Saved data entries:
******************************

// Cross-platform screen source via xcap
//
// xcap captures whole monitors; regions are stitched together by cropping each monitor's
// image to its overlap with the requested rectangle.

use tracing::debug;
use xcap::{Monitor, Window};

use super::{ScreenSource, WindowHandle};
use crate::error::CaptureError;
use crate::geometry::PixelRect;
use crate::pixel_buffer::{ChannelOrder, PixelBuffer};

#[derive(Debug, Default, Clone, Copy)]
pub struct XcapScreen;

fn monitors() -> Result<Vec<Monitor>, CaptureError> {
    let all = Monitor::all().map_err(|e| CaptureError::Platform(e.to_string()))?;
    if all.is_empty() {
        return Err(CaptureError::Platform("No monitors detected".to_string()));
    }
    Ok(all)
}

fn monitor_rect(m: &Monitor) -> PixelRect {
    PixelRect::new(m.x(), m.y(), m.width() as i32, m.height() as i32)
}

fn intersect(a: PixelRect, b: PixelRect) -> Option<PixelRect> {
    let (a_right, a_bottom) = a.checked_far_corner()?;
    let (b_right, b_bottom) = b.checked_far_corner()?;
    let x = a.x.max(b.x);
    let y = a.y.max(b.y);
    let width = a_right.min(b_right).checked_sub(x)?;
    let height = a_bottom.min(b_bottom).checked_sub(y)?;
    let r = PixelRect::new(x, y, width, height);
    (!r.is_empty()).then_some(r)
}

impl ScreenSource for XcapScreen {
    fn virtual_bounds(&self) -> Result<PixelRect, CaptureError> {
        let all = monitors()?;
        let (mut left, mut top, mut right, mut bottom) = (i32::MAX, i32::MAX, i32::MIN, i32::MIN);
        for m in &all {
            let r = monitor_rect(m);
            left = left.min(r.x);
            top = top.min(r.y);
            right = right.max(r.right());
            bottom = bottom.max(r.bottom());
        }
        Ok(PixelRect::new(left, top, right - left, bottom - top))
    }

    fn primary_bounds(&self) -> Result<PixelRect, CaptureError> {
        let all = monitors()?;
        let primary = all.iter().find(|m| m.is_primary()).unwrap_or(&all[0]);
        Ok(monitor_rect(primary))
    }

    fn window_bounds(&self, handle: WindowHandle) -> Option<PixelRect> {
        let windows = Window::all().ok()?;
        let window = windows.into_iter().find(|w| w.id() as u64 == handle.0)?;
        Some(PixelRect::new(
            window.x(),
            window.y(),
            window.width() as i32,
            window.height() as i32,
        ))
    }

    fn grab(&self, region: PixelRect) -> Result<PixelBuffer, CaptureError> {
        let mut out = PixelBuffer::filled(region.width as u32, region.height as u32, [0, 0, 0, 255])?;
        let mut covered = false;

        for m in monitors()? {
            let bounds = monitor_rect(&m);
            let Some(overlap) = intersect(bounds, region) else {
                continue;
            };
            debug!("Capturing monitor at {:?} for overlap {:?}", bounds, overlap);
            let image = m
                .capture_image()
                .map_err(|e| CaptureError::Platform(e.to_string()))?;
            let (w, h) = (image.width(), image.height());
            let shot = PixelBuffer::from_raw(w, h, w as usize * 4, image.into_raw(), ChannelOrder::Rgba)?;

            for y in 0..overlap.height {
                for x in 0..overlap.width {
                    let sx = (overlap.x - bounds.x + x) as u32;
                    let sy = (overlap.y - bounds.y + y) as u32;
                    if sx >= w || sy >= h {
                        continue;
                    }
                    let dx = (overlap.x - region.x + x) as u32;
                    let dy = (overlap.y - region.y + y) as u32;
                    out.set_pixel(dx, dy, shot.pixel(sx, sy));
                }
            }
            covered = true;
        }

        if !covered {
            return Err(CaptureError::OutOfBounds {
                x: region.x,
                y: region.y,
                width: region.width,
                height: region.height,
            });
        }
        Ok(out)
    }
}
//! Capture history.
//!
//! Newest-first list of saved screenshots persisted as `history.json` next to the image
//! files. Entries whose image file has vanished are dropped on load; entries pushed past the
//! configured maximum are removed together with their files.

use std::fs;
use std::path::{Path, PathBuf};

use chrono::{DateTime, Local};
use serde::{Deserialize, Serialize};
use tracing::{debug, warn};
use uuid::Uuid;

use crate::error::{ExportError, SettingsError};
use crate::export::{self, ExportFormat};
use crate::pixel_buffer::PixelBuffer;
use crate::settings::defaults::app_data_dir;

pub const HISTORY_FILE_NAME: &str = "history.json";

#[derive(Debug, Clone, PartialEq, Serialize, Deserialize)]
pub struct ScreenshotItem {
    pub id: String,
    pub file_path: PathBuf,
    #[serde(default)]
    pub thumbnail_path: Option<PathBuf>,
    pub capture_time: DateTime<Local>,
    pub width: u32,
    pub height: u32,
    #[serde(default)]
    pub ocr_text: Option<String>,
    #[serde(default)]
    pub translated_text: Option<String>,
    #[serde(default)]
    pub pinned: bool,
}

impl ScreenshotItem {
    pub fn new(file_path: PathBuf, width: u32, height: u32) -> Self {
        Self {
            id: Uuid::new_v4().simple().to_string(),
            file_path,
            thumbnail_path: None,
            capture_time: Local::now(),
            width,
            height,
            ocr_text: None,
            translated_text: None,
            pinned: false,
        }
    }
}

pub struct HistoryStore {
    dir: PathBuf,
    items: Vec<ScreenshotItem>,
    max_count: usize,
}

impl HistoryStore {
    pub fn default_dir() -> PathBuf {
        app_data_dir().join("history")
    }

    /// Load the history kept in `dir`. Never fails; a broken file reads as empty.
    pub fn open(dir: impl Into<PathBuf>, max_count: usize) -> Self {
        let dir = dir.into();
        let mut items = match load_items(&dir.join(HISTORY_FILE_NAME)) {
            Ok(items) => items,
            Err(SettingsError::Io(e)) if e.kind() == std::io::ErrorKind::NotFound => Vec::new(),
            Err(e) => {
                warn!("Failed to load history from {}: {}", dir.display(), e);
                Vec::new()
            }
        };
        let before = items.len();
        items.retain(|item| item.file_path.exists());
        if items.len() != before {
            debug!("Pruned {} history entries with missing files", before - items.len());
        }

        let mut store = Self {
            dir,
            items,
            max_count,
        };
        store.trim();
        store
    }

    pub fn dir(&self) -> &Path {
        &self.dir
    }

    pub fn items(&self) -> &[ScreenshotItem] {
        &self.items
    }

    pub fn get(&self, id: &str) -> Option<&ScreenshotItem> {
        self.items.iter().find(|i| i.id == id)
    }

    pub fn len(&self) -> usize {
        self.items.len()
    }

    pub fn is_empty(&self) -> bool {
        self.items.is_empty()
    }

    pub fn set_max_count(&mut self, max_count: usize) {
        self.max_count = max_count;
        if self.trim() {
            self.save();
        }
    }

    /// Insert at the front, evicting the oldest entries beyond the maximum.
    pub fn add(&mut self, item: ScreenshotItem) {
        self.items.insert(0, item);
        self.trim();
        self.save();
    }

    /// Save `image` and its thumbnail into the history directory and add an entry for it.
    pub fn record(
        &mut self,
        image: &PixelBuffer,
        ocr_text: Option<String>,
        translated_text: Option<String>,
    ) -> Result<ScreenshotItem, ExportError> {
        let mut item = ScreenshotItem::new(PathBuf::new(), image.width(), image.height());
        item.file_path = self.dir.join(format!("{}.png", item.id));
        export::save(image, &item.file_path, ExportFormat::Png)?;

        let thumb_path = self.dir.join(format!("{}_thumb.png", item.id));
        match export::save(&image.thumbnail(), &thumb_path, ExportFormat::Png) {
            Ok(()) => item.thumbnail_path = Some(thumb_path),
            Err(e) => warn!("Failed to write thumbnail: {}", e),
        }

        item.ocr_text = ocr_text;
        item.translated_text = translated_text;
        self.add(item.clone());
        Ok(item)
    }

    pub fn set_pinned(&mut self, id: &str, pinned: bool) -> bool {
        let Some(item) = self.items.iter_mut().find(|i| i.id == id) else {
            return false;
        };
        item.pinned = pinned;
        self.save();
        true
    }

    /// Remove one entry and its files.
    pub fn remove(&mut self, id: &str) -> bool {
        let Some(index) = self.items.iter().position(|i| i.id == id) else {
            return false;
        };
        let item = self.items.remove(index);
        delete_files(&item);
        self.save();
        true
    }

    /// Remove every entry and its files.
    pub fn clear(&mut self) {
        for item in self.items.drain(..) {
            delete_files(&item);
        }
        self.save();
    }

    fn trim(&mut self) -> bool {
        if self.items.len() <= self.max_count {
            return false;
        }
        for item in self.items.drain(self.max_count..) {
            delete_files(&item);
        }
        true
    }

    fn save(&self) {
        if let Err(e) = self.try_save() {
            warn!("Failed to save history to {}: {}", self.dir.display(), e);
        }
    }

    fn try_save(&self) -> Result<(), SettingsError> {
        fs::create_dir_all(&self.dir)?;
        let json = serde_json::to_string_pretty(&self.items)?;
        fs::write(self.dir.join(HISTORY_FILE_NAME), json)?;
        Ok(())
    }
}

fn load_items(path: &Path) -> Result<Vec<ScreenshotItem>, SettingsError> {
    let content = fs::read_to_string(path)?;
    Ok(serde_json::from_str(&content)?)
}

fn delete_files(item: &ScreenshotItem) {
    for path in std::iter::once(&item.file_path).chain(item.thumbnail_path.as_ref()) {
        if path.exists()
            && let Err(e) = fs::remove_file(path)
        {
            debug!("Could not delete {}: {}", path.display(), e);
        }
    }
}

******************************

Task directions
Only the lines above from the line containing "before - items.len());" through the line containing "pub fn add(&mut" should be retyped, exactly and with both ends included.

Task response
            debug!("Pruned {} history entries with missing files", before - items.len());
        }

        let mut store = Self {
            dir,
            items,
            max_count,
        };
        store.trim();
        store
    }

    pub fn dir(&self) -> &Path {
        &self.dir
    }

    pub fn items(&self) -> &[ScreenshotItem] {
        &self.items
    }

    pub fn get(&self, id: &str) -> Option<&ScreenshotItem> {
        self.items.iter().find(|i| i.id == id)
    }

    pub fn len(&self) -> usize {
        self.items.len()
    }

    pub fn is_empty(&self) -> bool {
        self.items.is_empty()
    }

    pub fn set_max_count(&mut self, max_count: usize) {
        self.max_count = max_count;
        if self.trim() {
            self.save();
        }
    }

    /// Insert at the front, evicting the oldest entries beyond the maximum.
    pub fn add(&mut self, item: ScreenshotItem) {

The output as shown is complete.